Both results are the highest they’ve ever been since the polling company started keeping track under current methods in 2015. The percentage of Americans who have been diagnosed with depression has increased by 10 percent in that time.
The survey, which was conducted from 21-28 February, asked 5,167 U.S. adults: “Has a doctor or nurse ever told you that you have depression?” and “Do you currently have or are you currently being treated for depression?”
The report noted that the rate of depression in women has risen at nearly twice the rate of men since 2017. A total of 36.7 percent of women now say they’ve been diagnosed with depression at some point in their lives compared with 20.4 percent of men.
Dr. Rebecca Brendel, president of the American Psychiatric Association, which was not involved in the new research, told CNN, one of the media’s biggest proponent of lockdowns that based its business model on selling COVID hysteria, that it is not surprising that more Americans are battling with depression.
“There are lingering effects on our health, especially our mental health, from the past three years that disrupted everything we knew,” she said.
TRENDPOST: The Trends Journal has warned for years that the unprecedented lockdowns to “stop the spread” of COVID-19 were ineffective and did nothing but crush the economy and the spirit of millions of Americans.
As Gerald Celente warned, “When people lose everything and have nothing left to lose, they lose it.” The data proves they “lost it.” (See “COVID-19 FALLOUT: SUICIDE RATES IN U.S. JUMP FOR FIRST TIME IN YEARS AMID LOCKDOWNS” 18 Apr 2023, “AS WE FORECAST, COVID WAR DESTROYED THE HUMAN SPIRIT” 21 Feb 2023 and “THE COST OF IGNORANT ‘EXPERT’ POLICY MAKERS DURING COVID” 14 Feb 2023.)
The Gallup poll noted that clinical depression has been on the rise even before the COVID-19 outbreak but “jumped notably in its wake.”
“Social isolation, loneliness, fear of infection, psychological exhaustion (particularly among front-line responders such as healthcare workers), elevated substance abuse, and disruptions in mental health services have all likely played a role,” Gallup said in a statement.
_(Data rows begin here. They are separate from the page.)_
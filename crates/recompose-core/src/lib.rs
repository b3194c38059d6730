#![forbid(unsafe_code)]

//! Core: position identity, cancellation, and retained-state lifecycle.
//!
//! # Role in Recompose
//! `recompose-core` is the leaf layer. It owns the pure pieces the rest of
//! the runtime is built from: the hash algebra used to name tree positions,
//! the one-shot cancellation handle shared by every cancellable
//! registration, and the lifecycle contract retained objects implement.
//!
//! # Primary responsibilities
//! - **PositionHash**: invertible rotate/xor combination of path segments,
//!   with top-down and bottom-up variants that agree on the final value.
//! - **CancellationHandle**: idempotent, thread-safe, fires its action once.
//! - **StateLifecycleObserver**: retain/enter/exit/retire callbacks, plus an
//!   ordered dispatcher that drains exits in reverse and enters forward.
//!
//! # How it fits in the system
//! The runtime (`recompose-runtime`) builds its awaiter queues and frame
//! scheduling on [`cancel::CancellationHandle`], and its relocation pool on
//! [`lifecycle::LifecycleDispatcher`]. The tree builder computes
//! [`position_hash::PositionHash`] values that key the relocation space.

pub mod cancel;
pub mod error;
pub mod lifecycle;
pub mod logging;
pub mod position_hash;

// Re-export tracing macros at crate root for ergonomic use.
#[cfg(feature = "tracing")]
pub use logging::{
    debug, debug_span, error, error_span, info, info_span, trace, trace_span, warn, warn_span,
};

pub use cancel::{CancelGuard, CancellationHandle};
pub use error::InvalidArgument;
pub use lifecycle::{
    LifecycleDispatcher, LifecycleError, LifecycleReport, LifecycleState, RetainedObject, RetireBatch,
    StateLifecycleObserver,
};
pub use position_hash::{PositionHash, PositionHasher, Segment, Shift};
#[cfg(test)]
mod tests {
    use super::*;
    use std::sync::Mutex;
    use std::sync::atomic::AtomicUsize;

    fn counting_scheduler(config: FrameConfig) -> (FrameEndScheduler, Arc<AtomicUsize>) {
        let wakes = Arc::new(AtomicUsize::new(0));
        let wakes_clone = Arc::clone(&wakes);
        let scheduler = FrameEndScheduler::with_config(config, move || {
            wakes_clone.fetch_add(1, Ordering::SeqCst);
        });
        (scheduler, wakes)
    }

    fn recorder() -> Arc<Mutex<Vec<&'static str>>> {
        Arc::new(Mutex::new(Vec::new()))
    }

    fn push(log: &Arc<Mutex<Vec<&'static str>>>, name: &'static str) -> impl FnOnce() + Send + 'static {
        let log = Arc::clone(log);
        move || log.lock().unwrap().push(name)
    }

    #[test]
    fn idle_registration_notifies_once() {
        let (scheduler, wakes) = counting_scheduler(FrameConfig::default());
        let log = recorder();

        scheduler.schedule_end_of_frame(push(&log, "a")).unwrap();
        assert_eq!(wakes.load(Ordering::SeqCst), 1);
        scheduler.schedule_end_of_frame(push(&log, "b")).unwrap();
        assert_eq!(wakes.load(Ordering::SeqCst), 1);

        scheduler.mark_frame_started();
        let report = scheduler.mark_frame_complete();
        assert_eq!(report.dispatched, 2);
        assert!(report.is_clean());
        assert_eq!(*log.lock().unwrap(), vec!["a", "b"]);
        assert!(!scheduler.has_awaiters());
    }

    #[test]
    fn in_frame_registration_does_not_notify_but_runs() {
        let (scheduler, wakes) = counting_scheduler(FrameConfig::default());
        let log = recorder();

        scheduler.mark_frame_started();
        assert!(scheduler.is_in_frame());
        scheduler.schedule_end_of_frame(push(&log, "mid")).unwrap();
        assert_eq!(wakes.load(Ordering::SeqCst), 0);

        scheduler.mark_frame_complete();
        assert!(!scheduler.is_in_frame());
        assert_eq!(*log.lock().unwrap(), vec!["mid"]);
    }

    #[test]
    fn registration_after_complete_notifies_again() {
        let (scheduler, wakes) = counting_scheduler(FrameConfig::default());
        scheduler.schedule_end_of_frame(|| {}).unwrap();
        scheduler.mark_frame_started();
        scheduler.mark_frame_complete();
        scheduler.schedule_end_of_frame(|| {}).unwrap();
        assert_eq!(wakes.load(Ordering::SeqCst), 2);
    }

    #[test]
    fn action_scheduled_during_dispatch_runs_next_frame() {
        let (scheduler, wakes) = counting_scheduler(FrameConfig::default());
        let log = recorder();

        let inner = scheduler.clone();
        let inner_log = Arc::clone(&log);
        scheduler
            .schedule_end_of_frame(move || {
                inner_log.lock().unwrap().push("outer");
                let log = Arc::clone(&inner_log);
                inner
                    .schedule_end_of_frame(move || log.lock().unwrap().push("inner"))
                    .unwrap();
            })
            .unwrap();

        scheduler.mark_frame_started();
        assert_eq!(scheduler.mark_frame_complete().dispatched, 1);
        assert_eq!(*log.lock().unwrap(), vec!["outer"]);
        // Scheduled while idle, so the host was asked for another frame.
        assert_eq!(wakes.load(Ordering::SeqCst), 2);

        scheduler.mark_frame_started();
        scheduler.mark_frame_complete();
        assert_eq!(*log.lock().unwrap(), vec!["outer", "inner"]);
    }

    #[test]
    fn cancelled_action_does_not_run() {
        let (scheduler, _) = counting_scheduler(FrameConfig::default());
        let log = recorder();
        scheduler.schedule_end_of_frame(push(&log, "a")).unwrap();
        let b = scheduler.schedule_end_of_frame(push(&log, "b")).unwrap();
        b.cancel();
        scheduler.mark_frame_complete();
        assert_eq!(*log.lock().unwrap(), vec!["a"]);
    }

    #[test]
    fn panicking_action_does_not_stop_dispatch() {
        let (scheduler, _) = counting_scheduler(
            FrameConfig::default().with_failure_policy(FailurePolicy::Silent),
        );
        let log = recorder();
        scheduler.schedule_end_of_frame(push(&log, "a")).unwrap();
        scheduler.schedule_end_of_frame(|| panic!("kaboom")).unwrap();
        scheduler.schedule_end_of_frame(push(&log, "c")).unwrap();

        let report = scheduler.mark_frame_complete();
        assert_eq!(report.dispatched, 3);
        assert_eq!(report.succeeded(), 2);
        assert_eq!(report.failures.len(), 1);
        assert_eq!(report.failures[0].sequence, 1);
        assert_eq!(report.failures[0].message, "kaboom");
        assert_eq!(*log.lock().unwrap(), vec!["a", "c"]);
    }

    #[test]
    fn cancel_closes_scheduler() {
        let (scheduler, _) = counting_scheduler(FrameConfig::default());
        let log = recorder();
        scheduler.schedule_end_of_frame(push(&log, "never")).unwrap();

        assert_eq!(scheduler.cancel("shutdown"), 1);
        assert!(scheduler.is_closed());

        let err = scheduler.schedule_end_of_frame(|| {}).unwrap_err();
        assert_eq!(err.reason(), "shutdown");

        let report = scheduler.mark_frame_complete();
        assert_eq!(report.dispatched, 0);
        assert!(log.lock().unwrap().is_empty());
    }

    #[test]
    fn cancel_delivers_reason_to_pending_registrations() {
        let (scheduler, _) = counting_scheduler(FrameConfig::default());
        let seen = Arc::new(Mutex::new(Vec::new()));
        for _ in 0..2 {
            let seen = Arc::clone(&seen);
            scheduler
                .schedule_end_of_frame_with(move |outcome| seen.lock().unwrap().push(outcome))
                .unwrap();
        }

        assert_eq!(scheduler.cancel("host gone"), 2);
        let seen = seen.lock().unwrap();
        assert_eq!(seen.len(), 2);
        for outcome in seen.iter() {
            assert_eq!(outcome.as_ref().unwrap_err().reason(), "host gone");
        }
    }

    #[test]
    fn panicking_rejection_does_not_stop_cancel() {
        let (scheduler, _) = counting_scheduler(
            FrameConfig::default().with_failure_policy(FailurePolicy::Silent),
        );
        let rejected = Arc::new(AtomicUsize::new(0));
        scheduler
            .schedule_end_of_frame_with(|_| panic!("teardown failed"))
            .unwrap();
        let rejected_clone = Arc::clone(&rejected);
        scheduler
            .schedule_end_of_frame_with(move |outcome| {
                assert!(outcome.is_err());
                rejected_clone.fetch_add(1, Ordering::SeqCst);
            })
            .unwrap();

        assert_eq!(scheduler.cancel("stop"), 2);
        assert_eq!(rejected.load(Ordering::SeqCst), 1);
    }

    #[test]
    fn completed_frames_report_ok() {
        let (scheduler, _) = counting_scheduler(FrameConfig::default());
        let seen = Arc::new(Mutex::new(None));
        let seen_clone = Arc::clone(&seen);
        scheduler
            .schedule_end_of_frame_with(move |outcome| *seen_clone.lock().unwrap() = Some(outcome))
            .unwrap();
        scheduler.mark_frame_complete();
        assert_eq!(*seen.lock().unwrap(), Some(Ok(())));
    }

    #[test]
    fn frame_counter_stops_after_cancel() {
        let (scheduler, _) = counting_scheduler(FrameConfig::default());
        assert_eq!(scheduler.mark_frame_complete().frame, 1);
        scheduler.cancel("done");
        scheduler.mark_frame_started();
        let report = scheduler.mark_frame_complete();
        assert_eq!(report.frame, 1);
        assert_eq!(report.dispatched, 0);
        assert_eq!(scheduler.frames_completed(), 1);
        assert!(!scheduler.is_in_frame());
    }

    #[test]
    fn always_policy_notifies_every_registration() {
        let (scheduler, wakes) =
            counting_scheduler(FrameConfig::default().with_notify_policy(NotifyPolicy::Always));
        scheduler.schedule_end_of_frame(|| {}).unwrap();
        scheduler.schedule_end_of_frame(|| {}).unwrap();
        scheduler.mark_frame_started();
        scheduler.schedule_end_of_frame(|| {}).unwrap();
        assert_eq!(wakes.load(Ordering::SeqCst), 3);
        assert_eq!(scheduler.mark_frame_complete().dispatched, 3);
    }

    #[test]
    fn frame_counter_advances() {
        let (scheduler, _) = counting_scheduler(FrameConfig::default());
        assert_eq!(scheduler.mark_frame_complete().frame, 1);
        assert_eq!(scheduler.mark_frame_complete().frame, 2);
        assert_eq!(scheduler.frames_completed(), 2);
    }
}
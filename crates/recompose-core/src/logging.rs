#![forbid(unsafe_code)]

//! Logging facade.
//!
//! With the `tracing` feature enabled, the `tracing` macros are re-exported
//! here so downstream crates can log through `recompose_core` without naming
//! `tracing` themselves. With `tracing-json`, [`init_json_logging`] installs a
//! JSON subscriber filtered by `RUST_LOG` (default `info`).
//!
//! Without the feature, this module is empty and core code compiles its log
//! statements out.

#[cfg(feature = "tracing")]
pub use tracing::{
    debug, debug_span, error, error_span, info, info_span, trace, trace_span, warn, warn_span,
};

/// Install a global JSON `tracing` subscriber.
///
/// Returns `false` if a global subscriber was already installed.
#[cfg(feature = "tracing-json")]
pub fn init_json_logging() -> bool {
    use tracing_subscriber::EnvFilter;

    let filter = EnvFilter::try_from_default_env().unwrap_or_else(|_| EnvFilter::new("info"));
    tracing_subscriber::fmt()
        .json()
        .with_env_filter(filter)
        .with_current_span(true)
        .try_init()
        .is_ok()
}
Individuals 18 to 29 years old have a 34.3 percent chance of being diagnosed in their lifetimes, along with those 30 to 44 who have a 34.9 percent chance.
Gallup said, “Women (23.8 percent) and adults aged 18 to 29 (24.6 percent) also have the highest rates of current depression or treatment for depression. These two groups (up 6.2 and 11.6 percentage points, respectively), as well as adults aged 30 to 44, have the fastest-rising rates compared with 2017 estimates.”
The National Center for Health Statistics said last month that suicide rates in the U.S. rose 4 percent in 2021 after falling for the two previous years while politicians were locking down Americans to prevent the spread of COVID-19.
Sally Curtin, statistician and co-author of the NCHS report, told Time magazine that the increasing rates could point to the return of old stressors that were “suppressed by the unusual circumstances of lockdowns and remote schooling and work.”
A recent KFF/CNN survey found that 90 percent of U.S. adults believe that the country is facing a mental health crisis.